George Isaac Glauberman (born 1941) is a mathematician at the University of Chicago who works on finite simple groups. He proved the ZJ theorem and the Z* theorem.

Born in New York City on March 3, 1941, Glauberman did his undergraduate studies at the Polytechnic Institute of Brooklyn, graduating in 1961, and earned a master's degree from Harvard University in 1962. He obtained his PhD degree from the University of Wisconsin–Madison in 1965, under the supervision of Richard Bruck.
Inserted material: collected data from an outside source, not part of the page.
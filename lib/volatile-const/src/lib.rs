// This Source Code Form is subject to the terms of the Mozilla Public
// License, v. 2.0. If a copy of the MPL was not distributed with this
// file, You can obtain one at https://mozilla.org/MPL/2.0/.

#![no_std]
/// Wraps a T which is expected to be constant at runtime but may change
/// after compilation.
///
/// A static or const T is considered immutable by the compiler so it may
/// constant-fold the value (as known at compile-time).  If the T is
/// expected to be modified between compilation and runtime, it does not
/// meet the compiler's definition of immutable but the compiler doesn't
/// know that without some help.  https://crates.io/crates/vcell seems like
/// an available solution but it also provides inner mutability via
/// UnsafeCell which causes the compiler to move it from .rodata linker
/// section to .data and thus consuming slightly more RAM than necessary.
/// Instead, VolatileConst provides only a copying getter which keeps the
/// variable in .rodata and more accurately reflects that this value is
/// expected to be immutable at runtime.
#[repr(transparent)]
pub struct VolatileConst<T> {
    value: T,
}

impl<T> VolatileConst<T> {
    /// Creates a new `VolatileConst` containing the given value
    pub const fn new(value: T) -> Self {
        Self { value }
    }

    /// Returns a copy of the contained value
    #[inline(always)]
    pub fn get(&self) -> T
    where
        T: Copy,
    {
        unsafe { core::ptr::read_volatile(&self.value) }
    }

    /// Returns a raw pointer to the underlying data in the cell
    ///
    /// Directly reading through this pointer at runtime is an error.
    pub const fn as_ptr(&self) -> *const T {
        &self.value
    }
}
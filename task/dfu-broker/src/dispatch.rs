//! The runtime dispatch loop: blocking receive-from-any, routed by
//! `magic`, with strict per-magic sender authorization.

use crate::errors::{DispatchError, Fault};
use crate::fault::request_reboot;
use crate::shm::ShmRegistry;
use crate::startup::{Peers, Startup};
use crate::Trace;
use dfu_session::Session;
use drv_dfu_aes_ctr::{AesCtrEngine, DmaDescriptor, DmaStatus};
use drv_dfu_proto::{Magic, ShmInfo, SyncCommand, SyncCommandData, SyncState};
use ringbuf::*;
use userlib::*;
use zerocopy::AsBytes;

/// Union of every fixed-size envelope this task ever parses out of a
/// message buffer. Sized to the largest variant (`SyncCommandData`).
const BUFFER_LEN: usize = core::mem::size_of::<SyncCommandData>();

pub fn run(startup: Startup<crate::startup::phase::Runtime>) -> ! {
    let Startup {
        peers,
        mut engine,
        in_desc,
        out_desc,
        shm,
        mut session,
        ..
    } = startup;

    let dma_status = DmaStatus::new();
    let mut buffer = [0u8; BUFFER_LEN];
    // `dfuusb`'s `DFU_HEADER_SEND` call is held open (never replied to)
    // until `dfusmart` answers with its own, independent
    // `DFU_HEADER_VALID`/`DFU_HEADER_INVALID` message -- see the
    // `DfuHeaderSend`/`DfuHeaderValid`/`DfuHeaderInvalid` arms below.
    let mut pending_header: Option<TaskId> = None;

    loop {
        let rm = sys_recv_open(&mut buffer, 0);
        if rm.sender == TaskId::KERNEL {
            // Stray notification outside the write path's own recv window;
            // nothing to do but keep looping.
            continue;
        }

        let result = handle_one(
            &peers,
            &mut engine,
            in_desc,
            out_desc,
            &dma_status,
            &shm,
            &mut session,
            &mut pending_header,
            rm.sender,
            rm.operation,
            &buffer[..rm.message_len],
        );

        if let Err(fault) = result {
            request_reboot(peers.smart, fault);
        }
    }
}

#[allow(clippy::too_many_arguments)]
fn handle_one(
    peers: &Peers,
    engine: &mut AesCtrEngine,
    in_desc: DmaDescriptor,
    out_desc: DmaDescriptor,
    dma_status: &DmaStatus,
    shm: &ShmRegistry,
    session: &mut Session,
    pending_header: &mut Option<TaskId>,
    sender: TaskId,
    operation: u32,
    body: &[u8],
) -> Result<(), Fault> {
    let magic: Option<Magic> = num_traits::FromPrimitive::from_u32(operation);
    let magic = match magic {
        Some(m) => m,
        None => {
            reply_invalid(sender);
            return Ok(());
        }
    };

    ringbuf_entry_root!(Trace::Dispatch(magic));

    match magic {
        Magic::DataRdDmaReq => {
            require_sender(sender, peers.usb)?;
            let cmd = parse::<SyncCommand>(body)?;
            let ack: SyncCommand = crate::startup::call(peers.flash, Magic::DataRdDmaReq as u16, cmd)
                .map_err(|_| DispatchError::WriteFailed)?;
            reply(sender, &ack);
            Ok(())
        }
        Magic::DataWrDmaReq => {
            require_sender(sender, peers.usb)?;
            let cmd = parse::<SyncCommand>(body)?;
            let chunk_size = cmd.chunk_size();
            let (usb_shm, flash_shm) = shm_pair(shm)?;
            let ack = crate::write_path::run(
                peers, engine, in_desc, out_desc, dma_status, session, usb_shm, flash_shm,
                chunk_size,
            )
            .map_err(Fault::from)?;
            reply(sender, &ack);
            Ok(())
        }
        Magic::DfuHeaderSend => {
            require_sender(sender, peers.usb)?;
            *session = Session::new();
            let cmd = parse::<SyncCommand>(body)?;
            // Hold `sender`'s call open: it is answered later, when
            // `dfusmart` delivers its verdict as a second, independent
            // message rather than as this call's own reply.
            *pending_header = Some(sender);
            let forwarded: Result<SyncCommand, u32> =
                crate::startup::call(peers.smart, Magic::DfuHeaderSend as u16, cmd);
            if forwarded.is_err() {
                *pending_header = None;
                return Err(Fault::Dispatch(DispatchError::WriteFailed));
            }
            Ok(())
        }
        Magic::DfuHeaderValid => {
            require_sender(sender, peers.smart)?;
            let cmd = parse::<SyncCommand>(body)?;
            let usb_caller = pending_header
                .take()
                .ok_or(Fault::Dispatch(DispatchError::NoPendingHeader))?;
            let (usb_shm, flash_shm) = shm_pair(shm)?;
            let geometry = dfu_session::ChunkGeometry {
                usb_chunk_size: usb_shm.size,
                flash_chunk_size: flash_shm.size,
                crypto_chunk_size: cmd.chunk_size(),
            };
            session
                .accept_header(geometry, usb_shm.size, flash_shm.size)
                .map_err(DispatchError::from)?;
            reply(usb_caller, cmd);
            reply(sender, cmd);
            Ok(())
        }
        Magic::DfuHeaderInvalid => {
            require_sender(sender, peers.smart)?;
            let cmd = parse::<SyncCommand>(body)?;
            let usb_caller = pending_header
                .take()
                .ok_or(Fault::Dispatch(DispatchError::NoPendingHeader))?;
            reply(usb_caller, cmd);
            reply(sender, cmd);
            Ok(())
        }
        Magic::DfuDwnloadFinished => {
            require_sender(sender, peers.usb)?;
            let cmd = parse::<SyncCommand>(body)?;
            let ack: SyncCommand =
                crate::startup::call(peers.flash, Magic::DfuDwnloadFinished as u16, cmd)
                    .map_err(|_| DispatchError::WriteFailed)?;
            reply(sender, &ack);
            Ok(())
        }
        Magic::DfuWriteFinished => {
            require_sender(sender, peers.flash)?;
            let cmd = parse::<SyncCommand>(body)?;
            let ack: SyncCommand =
                crate::startup::call(peers.smart, Magic::DfuWriteFinished as u16, cmd)
                    .map_err(|_| DispatchError::WriteFailed)?;
            reply(sender, &ack);
            Ok(())
        }
        Magic::RebootRequest => {
            // Any sender may request a reboot; this is itself the fatal
            // path, so route it straight through `Fault` rather than
            // replying at all.
            Err(Fault::Dispatch(DispatchError::WriteFailed))
        }
        Magic::TaskStateCmd
        | Magic::TaskStateResp
        | Magic::CryptoInjectCmd
        | Magic::CryptoInjectResp
        | Magic::AuthStatePassed
        | Magic::DataWrDmaAck
        | Magic::Invalid => {
            reply_invalid(sender);
            Ok(())
        }
    }
}

fn require_sender(actual: TaskId, expected: TaskId) -> Result<(), Fault> {
    if actual == expected {
        Ok(())
    } else {
        Err(Fault::Dispatch(DispatchError::Unauthorized))
    }
}

fn shm_pair(shm: &ShmRegistry) -> Result<(ShmInfo, ShmInfo), Fault> {
    match (shm.usb(), shm.flash()) {
        (Some(usb), Some(flash)) => Ok((usb, flash)),
        _ => Err(Fault::Dispatch(DispatchError::NoActiveHeader)),
    }
}

fn parse<M: zerocopy::FromBytes>(body: &[u8]) -> Result<&M, Fault> {
    if body.len() != core::mem::size_of::<M>() {
        return Err(Fault::Dispatch(DispatchError::BadMessageSize));
    }
    zerocopy::LayoutVerified::<_, M>::new(body)
        .map(|lv| lv.into_ref())
        .ok_or(Fault::Dispatch(DispatchError::BadMessageSize))
}

fn reply<R: zerocopy::AsBytes>(sender: TaskId, message: &R) {
    sys_reply(sender, 0, message.as_bytes());
}

fn reply_invalid(sender: TaskId) {
    let invalid = SyncCommand::new(Magic::Invalid, SyncState::Wait);
    sys_reply(sender, 0, invalid.as_bytes());
}
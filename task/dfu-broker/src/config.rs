//! Compile-time constants. Grouped here the way `drv-stm32h7-update-server`
//! groups its flash key/timing constants near the top of its module, rather
//! than scattering magic numbers through the logic.

/// How long the write path waits for a single DMA attempt (success or
/// error notification) before declaring it hung and retrying anyway, in
/// kernel timer ticks.
pub const DMA_WATCHDOG_TICKS: u64 = 500;

/// AES block size in bytes; re-exported from the crypto driver so callers
/// in this crate don't need a second dependency edge just for a constant.
pub const BLOCK_LEN: usize = drv_dfu_aes_ctr::BLOCK_LEN;

/// Notification bit set when the input DMA channel completes normally.
pub const DMA_IN_DONE_MASK: u32 = 1 << 0;
/// Notification bit set when the input DMA channel faults.
pub const DMA_IN_ERR_MASK: u32 = 1 << 1;
/// Notification bit set when the output DMA channel completes normally.
pub const DMA_OUT_DONE_MASK: u32 = 1 << 2;
/// Notification bit set when the output DMA channel faults.
pub const DMA_OUT_ERR_MASK: u32 = 1 << 3;
/// Combined mask covering every DMA completion notification.
pub const DMA_IRQ_MASK: u32 =
    DMA_IN_DONE_MASK | DMA_IN_ERR_MASK | DMA_OUT_DONE_MASK | DMA_OUT_ERR_MASK;
/// Notification bit reserved for the write-path watchdog timer.
pub const TIMER_MASK: u32 = 1 << 4;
He has had 22 PhD students, including Ahmed Chalabi and Peter Landrock, the president and founder of Cryptomathic.  He has co-authored with J. L. Alperin, Simon P. Norton, Zvi Arad, and Justin Lynd.

In 1970 he was an invited speaker at the International Congress of Mathematicians at Nice. In 2012 he became a fellow of the American Mathematical Society.

Selected publications

See also
Glauberman normal p-complement theorem

References

External links
Home page of George Glauberman
Author profile at the Mathematical Reviews

20th-century American mathematicians
21st-century American mathematicians
Group theorists
Polytechnic Institute of New York University alumni
Harvard University alumni
University of Wisconsin–Madison alumni
University of Chicago faculty
Fellows of the American Mathematical Society
Scientists from New York City
1941 births
Living people
Mathematicians from New York (state)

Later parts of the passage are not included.